Comienza a palpar el estuche y a pasar la maquinilla para afeitar la fibra que se ha ido deshilachando por el roce y el uso de la maleta, a tiempo que arruga el entrecejo con un gesto característico de invidencia y alza la cabeza hacia donde presume que está Daniel Díaz y le expone de manera reiterativa la parte de la historia que éste conoce con suficiencia de detalles, como aquellos de que cuando Araceli llegó de Aruba y para evitar que el viejo Ancízar no sospechara, se subió al escenario y le dijo al oído que quería con más ganas que nunca acostarse con él, por lo que el ciego le prometió que con la ayuda de Daniel y la complicidad de la gente del Patio, pronto sería posible escapársele al viejo.

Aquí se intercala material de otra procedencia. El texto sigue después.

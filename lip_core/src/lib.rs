//! 将替换表中的文本与口型指令写回 LIP 口型同步资源。
//!
//! 典型流程：[`discover_pairs`] 找到成对的替换表与参考文件，
//! [`rebuild_file`] 逐个重建并写出新的 LIP 文件。

pub mod config;
pub mod container;
pub mod encoder;
pub mod error;
pub mod io;
pub mod model;
pub mod rebuild;
pub mod retimer;
pub mod table;

pub use config::*;
pub use container::{ContainerWriter, SourceContainer};
pub use encoder::{CharTable, FullWidthTable, MappedTable, UnmappedChar, encode_text};
pub use error::*;
pub use io::*;
pub use model::*;
pub use rebuild::*;
pub use retimer::{pack_commands, retime};
pub use table::{read_rows, read_rows_from_path};
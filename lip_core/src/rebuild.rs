//! # LIP 文件重建
//!
//! 以参考文件为基础，按替换表的顺序逐行编码文本与口型指令，
//! 生成新的偏移表和字符串区。任何一行失败都会中止整个文件，不会写出半成品。

use std::borrow::Cow;
use std::fmt;
use std::fs;
use std::path::{Path, PathBuf};

use crate::config::RebuildOptions;
use crate::container::{ContainerWriter, SourceContainer};
use crate::encoder::{CharTable, encode_text};
use crate::error::{LipError, Result};
use crate::io::BatchPair;
use crate::model::{EncodedRow, Row, TextKind, find_invalid_command};
use crate::retimer::{pack_commands, retime};
use crate::table::read_rows_from_path;

/// 单个文件成功重建后的结果。
#[derive(Debug, Clone, PartialEq, Eq)]
pub struct RebuildReport {
    pub name: String,
    pub output_path: PathBuf,
    pub rows: usize,
    pub bytes_written: usize,
}

impl fmt::Display for RebuildReport {
    fn fmt(&self, f: &mut fmt::Formatter<'_>) -> fmt::Result {
        write!(
            f,
            "{}: 已写入 {} ({:#x}) 字节。",
            self.name, self.bytes_written, self.bytes_written
        )
    }
}

/// 编码一行，错误信息中的行号取自 `row.line`。
///
/// 译文的口型指令会按字符数重新计时，原文的指令则原样打包。
pub fn encode_row(
    row: &Row,
    options: &RebuildOptions,
    table: &dyn CharTable,
) -> Result<EncodedRow> {
    if let Some(bad) = find_invalid_command(&row.commands) {
        return Err(LipError::malformed_row(
            row.line,
            format!("口型指令中含有无效字符 {bad:?}"),
        ));
    }

    let (kind, text_bytes) = encode_text(&row.text, &row.text_offset_hint, table)
        .map_err(|e| LipError::encoding(row.line, e.character, e.to_string()))?;

    let digits = match kind {
        TextKind::Edited => Cow::Owned(retime(
            &row.commands,
            row.text_char_count(),
            options.delay,
        )?),
        TextKind::Original => Cow::Borrowed(row.commands.as_str()),
    };

    let command_bytes = pack_commands(&digits).map_err(|e| {
        LipError::malformed_row(row.line, format!("口型指令 {digits:?} 无法打包: {e}"))
    })?;

    Ok(EncodedRow {
        kind,
        text_bytes,
        command_bytes,
    })
}

/// 在内存中重建 LIP 文件。
pub fn rebuild(
    source: &SourceContainer,
    rows: &[Row],
    options: &RebuildOptions,
    table: &dyn CharTable,
) -> Result<Vec<u8>> {
    options.validate()?;

    if usize::try_from(source.header.row_count).ok() != Some(rows.len()) {
        tracing::warn!(
            "[Rebuild] 替换表有 {} 行，但参考文件的 row_count 为 {}，row_count 将保持不变。",
            rows.len(),
            source.header.row_count
        );
    }

    let mut writer = ContainerWriter::new(source.anchor, options.filler);
    for row in rows {
        let encoded = encode_row(row, options, table)?;
        let entry = writer.push_row(row.voice_index, &encoded)?;
        tracing::trace!(
            "[Rebuild] 第 {} 行 ({}): text = {:#x}, commands = {:#x}",
            row.line,
            encoded.kind,
            entry.text_offset,
            entry.command_offset
        );
    }

    writer.finish(source.header.row_count, &source.padding)
}

/// 处理一组文件，并把结果写入 `output_dir`。
///
/// 只有在整个文件重建成功后才会创建输出文件。
pub fn rebuild_file(
    pair: &BatchPair,
    output_dir: &Path,
    options: &RebuildOptions,
    table: &dyn CharTable,
) -> Result<RebuildReport> {
    let source = SourceContainer::open(&pair.source_path)?;
    let rows = read_rows_from_path(&pair.table_path)?;
    let bytes = rebuild(&source, &rows, options, table)?;

    let output_path = pair.output_path(output_dir);
    fs::write(&output_path, &bytes)?;

    Ok(RebuildReport {
        name: pair.name.clone(),
        output_path,
        rows: rows.len(),
        bytes_written: bytes.len(),
    })
}
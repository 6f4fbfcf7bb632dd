//! Field Specification (FSPEC) reading and FRN walking (spec §3
//! "Field Specification", §4.4 steps 1-2).

use crate::error::RecordError;
use crate::primitives::Cursor;

/// A parsed field specification: the raw octets (extension bits
/// included) and the category's declared maximum length, kept only to
/// produce a clear error if a caller tries to walk past it.
pub struct Fspec<'a> {
    bytes: &'a [u8],
}

impl<'a> Fspec<'a> {
    /// Read the FSPEC from the head of `cursor`, up to `max_octets`
    /// (inclusive) before failing with `FspecTooLong`.
    pub fn read(
        cursor: &mut Cursor<'a>,
        category: u8,
        max_octets: usize,
    ) -> Result<Self, RecordError> {
        let start = cursor.position();
        loop {
            let byte = cursor.u8().map_err(|_| RecordError::Truncated)?;
            let consumed = cursor.position() - start;
            if byte & 0x01 == 0 {
                break;
            }
            if consumed >= max_octets {
                return Err(RecordError::FspecTooLong {
                    category,
                    max: max_octets,
                });
            }
        }
        let end = cursor.position();
        Ok(Fspec {
            bytes: cursor.consumed_span(start, end - start),
        })
    }

    /// Iterate `(frn, bit_is_set)` pairs in FRN-ascending order, skipping
    /// each octet's extension bit (spec §4.4 step 2).
    pub fn iter_frns(&self) -> impl Iterator<Item = (u16, bool)> + '_ {
        self.bytes.iter().enumerate().flat_map(|(octet_idx, &byte)| {
            (0..7).map(move |bit_idx| {
                let frn = (octet_idx * 7 + bit_idx + 1) as u16;
                let mask = 0x80u8 >> bit_idx;
                (frn, byte & mask != 0)
            })
        })
    }

    pub fn octet_len(&self) -> usize {
        self.bytes.len()
    }
}

#[cfg(test)]
mod tests {
    use super::*;

    #[test]
    fn single_octet_fspec_has_no_extension() {
        let mut c = Cursor::new(&[0xC0, 0xAA]);
        let fspec = Fspec::read(&mut c, 48, 4).unwrap();
        assert_eq!(fspec.octet_len(), 1);
        let set: Vec<u16> = fspec.iter_frns().filter(|&(_, set)| set).map(|(f, _)| f).collect();
        assert_eq!(set, vec![1, 2]);
        // cursor has consumed exactly the fspec byte, second byte untouched
        assert_eq!(c.remaining(), 1);
    }

    #[test]
    fn extension_bit_chains_to_second_octet() {
        // first octet: FRN1 set, extension bit set; second octet: FRN8 set, no extension
        let mut c = Cursor::new(&[0x81, 0x02]);
        let fspec = Fspec::read(&mut c, 48, 4).unwrap();
        assert_eq!(fspec.octet_len(), 2);
        let set: Vec<u16> = fspec.iter_frns().filter(|&(_, set)| set).map(|(f, _)| f).collect();
        assert_eq!(set, vec![1, 8]);
    }

    #[test]
    fn too_long_fspec_is_rejected() {
        let mut c = Cursor::new(&[0x81, 0x81, 0x81, 0x81, 0x80]);
        let err = Fspec::read(&mut c, 48, 3).unwrap_err();
        assert!(matches!(err, RecordError::FspecTooLong { category: 48, max: 3 }));
    }
}
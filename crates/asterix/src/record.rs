//! Record decoder: the FSPEC engine (spec §4.4).

use crate::context::DecodingContext;
use crate::error::{ItemError, RecordError};
use crate::fspec::Fspec;
use crate::output::{ItemValue, Record};
use crate::primitives::Cursor;
use crate::uap::{Uap, UapSlot};

/// Decode one record's worth of bytes (everything after the block
/// header, for exactly one record) against `uap`, using `ctx` for
/// ambient/per-record state. Implements spec §4.4 steps 1-5.
pub fn decode_record(
    bytes: &[u8],
    uap: &Uap,
    ctx: &mut DecodingContext<'_>,
) -> Result<Record, RecordError> {
    decode_record_prefix(bytes, uap, ctx).map(|(record, _consumed)| record)
}

/// Like [`decode_record`], but also returns how many leading bytes of
/// `bytes` the record actually consumed. Record boundaries inside a data
/// block are not length-delimited (spec §3 "Data block", §8): the block
/// dispatcher needs this to find where the next record starts.
pub fn decode_record_prefix(
    bytes: &[u8],
    uap: &Uap,
    ctx: &mut DecodingContext<'_>,
) -> Result<(Record, usize), RecordError> {
    ctx.begin_record();
    let mut cursor = Cursor::new(bytes);
    let fspec = Fspec::read(&mut cursor, uap.category, uap.fspec_max)?;

    let mut items: Vec<(&'static str, ItemValue)> = Vec::new();
    let mut any_set = false;

    for (frn, is_set) in fspec.iter_frns() {
        if frn > uap.frn_max() {
            break;
        }
        if !is_set {
            continue;
        }
        any_set = true;
        match uap.slot(frn) {
            None | Some(UapSlot::None) => {
                return Err(RecordError::UndefinedItem {
                    category: uap.category,
                    frn,
                })
            }
            Some(UapSlot::Item(descriptor)) => {
                let (name, value) = descriptor.decode(&mut cursor, ctx).map_err(|source| {
                    RecordError::Item {
                        category: uap.category,
                        item: descriptor.name(),
                        source,
                    }
                })?;
                items.push((name, value));
            }
            Some(UapSlot::Ref) => {
                let value = decode_ref(&mut cursor, uap, ctx).map_err(|source| RecordError::Item {
                    category: uap.category,
                    item: "ref",
                    source,
                })?;
                items.push(("ref", value));
            }
            Some(UapSlot::Spf) => {
                let len = cursor.u8().map_err(|_| RecordError::Truncated)? as usize;
                if len == 0 {
                    return Err(RecordError::Item {
                        category: uap.category,
                        item: "spf",
                        source: ItemError::InvalidLengthPrefix("spf length octet is zero".into()),
                    });
                }
                let bytes = cursor.take(len.saturating_sub(1)).map_err(|source| RecordError::Item {
                    category: uap.category,
                    item: "spf",
                    source,
                })?;
                items.push(("spf", ItemValue::Bytes(bytes.to_vec())));
            }
        }
    }

    if !any_set {
        return Err(RecordError::EmptyRecord);
    }

    ctx.frame.records_emitted += 1;

    let kind = crate::categories::registry::build_record_kind(uap.category, &items, ctx);
    let consumed = cursor.position();

    Ok((
        Record {
            category: uap.category,
            items,
            kind,
        },
        consumed,
    ))
}

/// REF (reserved for reference extension): a length-prefixed payload
/// whose body is itself an FRN-indexed sub-record, decoded recursively
/// against the same category UAP (spec §4.6).
fn decode_ref(
    cursor: &mut Cursor<'_>,
    uap: &Uap,
    ctx: &mut DecodingContext<'_>,
) -> Result<ItemValue, ItemError> {
    let len = cursor.u8()? as usize;
    if len == 0 {
        return Err(ItemError::InvalidLengthPrefix("ref length octet is zero".into()));
    }
    let body = cursor.take(len.saturating_sub(1))?;
    let inner = decode_record(body, uap, ctx).map_err(|e| ItemError::custom(e.to_string()))?;
    Ok(ItemValue::Map(inner.items))
}

#[cfg(test)]
mod tests {
    use super::*;
    use crate::config::EditionConfig;
    use crate::context::FrameState;
    use crate::descriptor::DataItemDescriptor;

    fn dummy_decoder(bytes: &[u8], _ctx: &mut DecodingContext<'_>) -> Result<ItemValue, ItemError> {
        Ok(ItemValue::Bytes(bytes.to_vec()))
    }

    #[test]
    fn empty_record_is_rejected() {
        let uap = Uap {
            category: 48,
            fspec_max: 3,
            slots: &[UapSlot::Item(DataItemDescriptor::Fixed {
                name: "item_010",
                size: 2,
                decode: dummy_decoder,
            })],
        };
        let editions = EditionConfig::latest();
        let mut frame = FrameState::default();
        let mut ctx = DecodingContext::new(&editions, &mut frame);
        // fspec octet with no bits set (bit positions 1..7 all zero, no extension)
        let err = decode_record(&[0x00], &uap, &mut ctx).unwrap_err();
        assert!(matches!(err, RecordError::EmptyRecord));
    }

    #[test]
    fn undefined_frn_is_rejected() {
        let uap = Uap {
            category: 48,
            fspec_max: 3,
            slots: &[UapSlot::None],
        };
        let editions = EditionConfig::latest();
        let mut frame = FrameState::default();
        let mut ctx = DecodingContext::new(&editions, &mut frame);
        let err = decode_record(&[0x80], &uap, &mut ctx).unwrap_err();
        assert!(matches!(err, RecordError::UndefinedItem { category: 48, frn: 1 }));
    }

    #[test]
    fn single_item_record_decodes() {
        let uap = Uap {
            category: 48,
            fspec_max: 3,
            slots: &[UapSlot::Item(DataItemDescriptor::Fixed {
                name: "item_010",
                size: 2,
                decode: dummy_decoder,
            })],
        };
        let editions = EditionConfig::latest();
        let mut frame = FrameState::default();
        let mut ctx = DecodingContext::new(&editions, &mut frame);
        let record = decode_record(&[0x80, 0xab, 0xcd], &uap, &mut ctx).unwrap();
        assert_eq!(record.items.len(), 1);
        assert_eq!(record.items[0].0, "item_010");
    }
}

“Pero ya ves: casi dos semanas bregando a emborracharlo pero el viejo, como si lo intuyera, no quiere pasar de la media botella de aguardiente que es su capacidad máxima de aguante sin doblarse y por más que Araceli, vos, los meseros y los bailarines le sirven trago y lo engrupen y le dicen que él es todo un varón para beber, el viejo nada que muerde la carnada .Te confieso que está comenzando a desafinar dentro de mí la esperanza de perderme con Araceli. Y si te cuento que en la vida apenas he hecho el amor con dos mujeres a lo mejor ni me creés… pero así es la cosa y es que no más ponete en mi lugar y pensá cómo transcurre mi vida si por la mañana despierto y busco el radio con las noticias y hago pereza hasta que llegan las doce del día y mientras el viejo Ancízar ronca que te ronca. Finalmente despierta y me prepara un café porque desde niño, cuando incendié la casa de bahareque en Manizales, le cogí terror a las estufas. Entonces el viejo se viste así no más sin bañarse y baja hasta la tienda de la esquina y al momento trae leche pan y chocolate para el desayuno y me lo sirve en la mesita de noche, al lado del cenicero repleto de puchos mal olientes de la noche anterior. Luego yo me baño y día de por medio me afeito pero sé que quedo mal y tengo que recurrir a él para que me empareje la barba y todo por falta de una mujer en la casa porque ya te he dicho que ninguna empleada nos dura porque el viejo Ancízar no las deja tener vida de tanto tocarlas. Por eso la mayor parte del año vivimos solos, en medio un desorden y un abandono que aunque no lo veo lo siento en la yema de los dedos en forma de polvo o de ceniza y unido a ese insoportable olor a puchos y mugre alborotada por todas partes. Y ni hablemos del baño y el sanitario o de los colchones y las almohadas porque terminaré por amargarme esta noche que puede traer buenas sorpresas como la posibilidad de que venga Araceli y emborrache otra vez al viejo Ancízar hasta enlagunarlo…”.

Al final, el borracho se ha salido con la suya. Evade el cerco de brazos de sus amigos, borrachos también, desenfunda con éxito el revólver y desata una lluvia de tiros. Al unísono suenan las sillas que se corren a toda prisa, la clientela que corre y grita, las mujeres que emiten chillidos de histeria y la música que se corta de manera abrupta.

Entre las flacas paredes de un camerino también es posible reunir el dolor y la impotencia de dos músicos: Daniel Díaz, bajista, y Hermínsul Restrepo, el bandoneonista ciego que se pregunta dónde está su fueye, por qué no llega Araceli, qué se hizo su papá Ancízar y por qué siente que el camerino poco a poco se desvanece con ellos, en tanto que sobre un bolsillo de su camisa exhibe como condecoración bohemia la roja impronta de un balazo dirigido a Gardel.